Now, when we enter a room full of strangers, in any social context, they'll whisper (if we don't do it first): is your sky blue? Meaning, do you watch Blue Sky channel day and night and night and day, listening to every word of the messiah? Your answer will determine the temperature of the following conversation or meeting or gathering or beer drinking, if anything ever follows at all. If you're not with us, then you're with them. There's the One and there's the Other. There is the mass that waves the Thai flag as proof of sanity, of monarchical love, of democracy, of the true spirit of the still-unexplained reform, and there's the rest. There is the demonstration, licensed only to Mr Suthep, anything else is a demon station. There are whistles, the rest is just noise.

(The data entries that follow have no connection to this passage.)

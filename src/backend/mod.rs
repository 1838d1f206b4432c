use thiserror::Error;

use crate::models::{BookId, Comment, CommentDraft, Summary};

mod local;
mod remote;

pub use local::LocalBackend;
pub use remote::RemoteBackend;

#[derive(Debug, Error)]
pub enum SubmitError {
    /// The service answered and said no.
    #[error("rejected: {}", .0.as_deref().unwrap_or("no reason given"))]
    Rejected(Option<String>),

    #[error(transparent)]
    Transport(#[from] anyhow::Error),
}

impl SubmitError {
    /// Message meant for the visitor, if the service sent one.
    pub fn message(&self) -> Option<&str> {
        match self {
            SubmitError::Rejected(message) => message.as_deref(),
            SubmitError::Transport(_) => None,
        }
    }
}

/// Source of rating summaries and comments, and sink for submissions.
///
/// `Sync` because summaries for the whole catalog are fetched in parallel.
pub trait Backend: Sync {
    fn summary(&self, book: &BookId) -> anyhow::Result<Summary>;

    fn comments(&self, book: &BookId) -> anyhow::Result<Vec<Comment>>;

    fn rate(&self, book: &BookId, stars: u8, token: &str) -> Result<(), SubmitError>;

    fn comment(&self, book: &BookId, draft: &CommentDraft, token: &str)
        -> Result<(), SubmitError>;
}
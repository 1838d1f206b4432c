use log::{info, warn};
use rand::rngs::{OsRng, StdRng};
use rand::{RngCore, SeedableRng};

use crate::store::{KeyValueStore, DEVICE_KEY};
use crate::utils::date::now_millis;

/// Hands out the identifier local ratings are attributed to.
pub trait IdentityProvider: Send {
    fn device_id(&mut self) -> anyhow::Result<String>;
}

/// 32 hex characters from the OS random source. Falls back to a timestamp and
/// a pseudo-random suffix when the OS source is unavailable.
pub fn random_id() -> String {
    let mut buf = [0u8; 16];

    match OsRng.try_fill_bytes(&mut buf) {
        Ok(()) => buf.iter().map(|b| format!("{:02x}", b)).collect(),
        Err(err) => {
            warn!("os random source unavailable: {}", err);
            let mut rng = StdRng::seed_from_u64(now_millis() as u64);
            format!("{}{:x}", now_millis(), rng.next_u64())
        }
    }
}

/// Identifier generated on first use and kept in the store from then on.
pub struct StoredIdentity<S: KeyValueStore + Send> {
    store: S,
}

impl<S: KeyValueStore + Send> StoredIdentity<S> {
    pub fn new(store: S) -> StoredIdentity<S> {
        StoredIdentity { store }
    }
}

impl<S: KeyValueStore + Send> IdentityProvider for StoredIdentity<S> {
    fn device_id(&mut self) -> anyhow::Result<String> {
        if let Some(id) = self.store.get(DEVICE_KEY) {
            if !id.trim().is_empty() {
                return Ok(id);
            }
        }

        let id = random_id();
        self.store.set(DEVICE_KEY, id.clone())?;

        info!("created device id {}", id);

        Ok(id)
    }
}

pub struct FixedIdentity(pub String);

impl IdentityProvider for FixedIdentity {
    fn device_id(&mut self) -> anyhow::Result<String> {
        Ok(self.0.clone())
    }
}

I'm sick, so this is a plea. This Thaug-or-Thak bipolar disorder of ours needs to be addressed, or we're going down the path that mistakes poison for a cure. The world, I mean Thailand, I mean Bangkok, is large enough for more than two gods or two ogres. When someone's not marching with you, it doesn't mean they're dying to march with them. When someone chooses to wield a pen and vote, it doesn't mean they're pro-Thaksin, pro-corruption or that they've painted their bedroom wall red (ghastly). It doesn't mean they're not fed up with the remote-controlled government or the revolting 4am amnesty bill boot-licking. It just means that they're pro-choice and that they think a vote - however Aristotlely flawed it can be - is a sensible way out from choosing between a bucket of vomit and a basket of turd.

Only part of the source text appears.